Ho pensato a lungo se scrivere qualcosa in questo momento di emergenza assoluta. Probabilmente il silenzio non è mai stato scelta migliore. Lo faccio sperando esclusivamente di incontrare il buon senso del pubblico, di chi viene a leggere questa rubrica perché si interessa di arte e cultura.
Sarà un articolo senza immagini, dovrete usare la fantasia.
Bene, cominciamo così: senza esseri umani, la cultura non esiste.
Al netto delle opinioni personali, alle volte folli, come quella di Vittorio Sgarbi che ancora oggi ha pubblicato un video in cui si spinge a paragonare il Coronavirus con una banale influenza, al netto dell’insopportabile menefreghismo di enti fiera come il Tefaf di Maastricht, che decidono di stare aperti fino a domenica prossima (esponendo decine di migliaia di persone ad un’inevitabile situazione di possibile contagio), al netto di chi settimana scorsa ha frequentato musei e gallerie perché “non si voleva fermare”, al netto delle magliette marchetta di Etro regalate a vip in vacanza, non ci sono scelte.
Dobbiamo stare a casa.
E sperare di riuscire a contenere la curva. Qualsiasi altro pensiero è irresponsabile, miope, crudele e francamente anche stupido.
Il danno economico per tutta la filiera sarà incalcolabile. È vero.
Christie’s ha appena comunicato che l’asta di aprile sarà spostata a novembre, il MiArt non si farà, il MIA nemmeno, Art Basel Hong Kong è già stata annullata da tempo e pure su Basilea ci stanno sicuramente pensando su (decisione comprensibilmente complessa visto che BaselWorld è stata una debacle e l’ente ha un disperato bisogno di liquidità). Ah, la Biennale d’Architettura, annullata chiaramente.
Ci sono situazioni emergenziali che cancellano tutto questo elucubrare.
Leggo quotidianamente di gente che “deve andare a lavorare” per forza perché non ha altra scelta. Ebbene, queste persone è meglio che si mettano in testa che questo marzo va vissuto come un agosto qualsiasi.
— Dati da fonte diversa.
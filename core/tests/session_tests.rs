//! End-to-end checks of the session surface: deferred generation, flood
//! reveal, win/loss outcomes, and the per-cell view query.

use minefield_core::{
    Action, CellView, Coord2, GameConfig, GameError, MineLayout, Session, SessionState, neighbors,
};

fn fresh(rows: u16, cols: u16, mines: u32, seed: u64) -> Session {
    Session::new(GameConfig::new(rows, cols, mines).unwrap(), seed)
}

#[test]
fn first_reveal_is_never_a_mine_across_seeds() {
    for seed in 0..100 {
        let mut game = fresh(9, 9, 10, seed);
        let result = game.apply_click((0, 0), Action::Reveal).unwrap();

        assert_ne!(result.state, SessionState::Lost, "seed {} lost on click one", seed);
        assert!(result.changed);
        assert_eq!(game.has_mine_at((0, 0)).unwrap(), false);
        assert!(matches!(game.view((0, 0)).unwrap(), CellView::Open(_)));
    }
}

#[test]
fn generated_adjacency_matches_brute_force_recount() {
    let mut game = fresh(8, 8, 10, 999);
    game.apply_click((0, 0), Action::Reveal).unwrap();

    let layout = game.layout().expect("generated on first reveal");
    let size = layout.size();
    let mut mines_seen = 0u32;

    for row in 0..size.0 {
        for col in 0..size.1 {
            if layout.contains_mine((row, col)) {
                mines_seen += 1;
            }
            let expected = neighbors((row, col), size)
                .filter(|&pos| layout.contains_mine(pos))
                .count() as u8;
            assert_eq!(
                layout.adjacent_mines((row, col)),
                expected,
                "adjacency mismatch at ({}, {})",
                row,
                col
            );
        }
    }
    assert_eq!(mines_seen, game.total_mines());
}

#[test]
fn reveals_are_monotonic_over_arbitrary_action_sequences() {
    let mut game = fresh(6, 6, 5, 77);
    game.apply_click((3, 3), Action::Reveal).unwrap();

    let open_before: Vec<Coord2> = game
        .iter_views()
        .filter(|(_, view)| view.is_open())
        .map(|(coords, _)| coords)
        .collect();
    assert!(!open_before.is_empty());

    'outer: for row in 0..6 {
        for col in 0..6 {
            if (row + col) % 3 == 0 {
                let _ = game.apply_click((row, col), Action::Flag);
            }
            let _ = game.apply_click((row, col), Action::Reveal);
            if game.is_finished() {
                break 'outer;
            }
        }
    }

    for coords in open_before {
        assert!(
            game.view(coords).unwrap().is_open(),
            "cell {:?} reverted to covered",
            coords
        );
    }
}

#[test]
fn flood_opens_the_zero_region_and_one_cell_border_only() {
    // 5x5 with a single mine in a corner: the zero region spans everything
    // except the mine's neighborhood; its border opens with counts; the
    // mine itself stays covered.
    let layout = MineLayout::from_mine_coords((5, 5), &[(0, 0)]).unwrap();
    let mut game = Session::with_layout(layout);

    let result = game.apply_click((4, 4), Action::Reveal).unwrap();

    assert_eq!(result.state, SessionState::Won);
    assert_eq!(game.view((0, 0)).unwrap(), CellView::Unknown);
    assert_eq!(game.view((0, 1)).unwrap(), CellView::Open(1));
    assert_eq!(game.view((1, 1)).unwrap(), CellView::Open(1));
    assert_eq!(game.view((1, 0)).unwrap(), CellView::Open(1));
    assert_eq!(game.view((0, 2)).unwrap(), CellView::Open(0));
    assert_eq!(game.view((2, 2)).unwrap(), CellView::Open(0));
}

#[test]
fn flood_leaves_flagged_safe_cells_covered() {
    // Mine in a corner, flag on a safe zero cell in the middle: the flood
    // washes around the flag without opening it, so the game cannot be won
    // until the player unflags and reveals it.
    let layout = MineLayout::from_mine_coords((5, 5), &[(0, 0)]).unwrap();
    let mut game = Session::with_layout(layout);

    game.apply_click((2, 2), Action::Flag).unwrap();
    let result = game.apply_click((4, 4), Action::Reveal).unwrap();

    assert_eq!(result.state, SessionState::Active);
    assert_eq!(game.view((2, 2)).unwrap(), CellView::Flagged);
    assert_eq!(game.revealed_safe_count(), 23);

    game.apply_click((2, 2), Action::Flag).unwrap();
    let result = game.apply_click((2, 2), Action::Reveal).unwrap();

    assert_eq!(result.state, SessionState::Won);
    assert_eq!(game.view((2, 2)).unwrap(), CellView::Open(0));
}

#[test]
fn flood_does_not_cross_a_wall_of_counts() {
    // Mines down the middle column split the board; revealing on the left
    // must leave the right side covered.
    let layout =
        MineLayout::from_mine_coords((3, 5), &[(0, 2), (1, 2), (2, 2)]).unwrap();
    let mut game = Session::with_layout(layout);

    game.apply_click((1, 0), Action::Reveal).unwrap();

    assert!(game.view((0, 0)).unwrap().is_open());
    assert!(game.view((2, 1)).unwrap().is_open());
    assert_eq!(game.view((0, 4)).unwrap(), CellView::Unknown);
    assert_eq!(game.view((2, 3)).unwrap(), CellView::Unknown);
    assert_eq!(game.state(), SessionState::Active);
}

#[test]
fn win_arrives_exactly_on_the_last_safe_cell() {
    // Spec scenario: 3x3, one mine outside the first click's safe zone is
    // impossible (the zone covers the board), so pin the mine instead.
    let layout = MineLayout::from_mine_coords((3, 3), &[(0, 2)]).unwrap();
    let mut game = Session::with_layout(layout);

    let safe: Vec<Coord2> = (0..3)
        .flat_map(|row| (0..3).map(move |col| (row, col)))
        .filter(|&coords| coords != (0, 2))
        .collect();
    assert_eq!(safe.len(), 8);

    let mut won_at = None;
    for (i, &coords) in safe.iter().enumerate() {
        let result = game.apply_click(coords, Action::Reveal).unwrap();
        if result.state == SessionState::Won {
            won_at = Some(i);
            break;
        }
    }

    // Flood fill may finish the board early; the win must coincide with
    // the moment the count of open safe cells reaches eight, and the state
    // must never be Won while any safe cell is still covered.
    assert!(won_at.is_some());
    assert_eq!(game.revealed_safe_count(), 8);
    for &coords in &safe {
        assert!(game.view(coords).unwrap().is_open());
    }
}

#[test]
fn loss_exposes_all_mines_even_flagged_ones() {
    let layout = MineLayout::from_mine_coords((4, 4), &[(0, 0), (3, 3), (1, 2)]).unwrap();
    let mut game = Session::with_layout(layout);

    game.apply_click((3, 3), Action::Flag).unwrap();
    let result = game.apply_click((0, 0), Action::Reveal).unwrap();

    assert_eq!(result.state, SessionState::Lost);
    assert_eq!(game.detonated(), Some((0, 0)));
    for coords in [(0, 0), (3, 3), (1, 2)] {
        assert_eq!(game.view(coords).unwrap(), CellView::Exploded);
    }
    // Safe cells stay as they were.
    assert_eq!(game.view((2, 0)).unwrap(), CellView::Unknown);
}

#[test]
fn configuration_errors_are_rejected_up_front() {
    assert!(matches!(
        GameConfig::new(0, 5, 1),
        Err(GameError::InvalidConfiguration(_))
    ));
    assert!(matches!(
        GameConfig::new(3, 3, 9),
        Err(GameError::InvalidConfiguration(_))
    ));
    assert!(GameConfig::new(3, 3, 8).is_ok());
}

#[test]
fn mine_count_too_large_for_safe_zone_fails_at_generation() {
    // 8 mines fit a 4x4 board but not the 7 candidates left by an interior
    // first click; the engine reports the configuration error instead of
    // silently under-filling.
    let mut game = fresh(4, 4, 8, 3);
    let result = game.apply_click((1, 1), Action::Reveal);

    assert!(matches!(result, Err(GameError::InvalidConfiguration(_))));
    assert!(!game.is_generated());
}

#[test]
fn full_redraw_query_covers_every_cell() {
    let mut game = fresh(5, 7, 6, 11);
    game.apply_click((2, 3), Action::Reveal).unwrap();

    let views: Vec<(Coord2, CellView)> = game.iter_views().collect();
    assert_eq!(views.len(), 35);
    for (coords, view) in views {
        assert_eq!(game.view(coords).unwrap(), view);
    }
}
Solo che si sta a casa e non ci si lamenta. Altrimenti la crisi da dopoguerra che ci attende alla fine sarà ancora più pazzesca, più inaffrontabile.
Cerchiamo di adoperare il digitale per accorciare le distanze. Cerchiamo, come ha saggiamente suggerito il Ministro Franceschini, di adoperarlo per fare cultura, per non buttare tutto questo tempo libero che abbiamo in inutili maratone di televisione.
C’è spazio per pensare, e la cultura si fa pensando.
Come diceva Deleuze: “Un po’ di possibile, sennò soffoco.”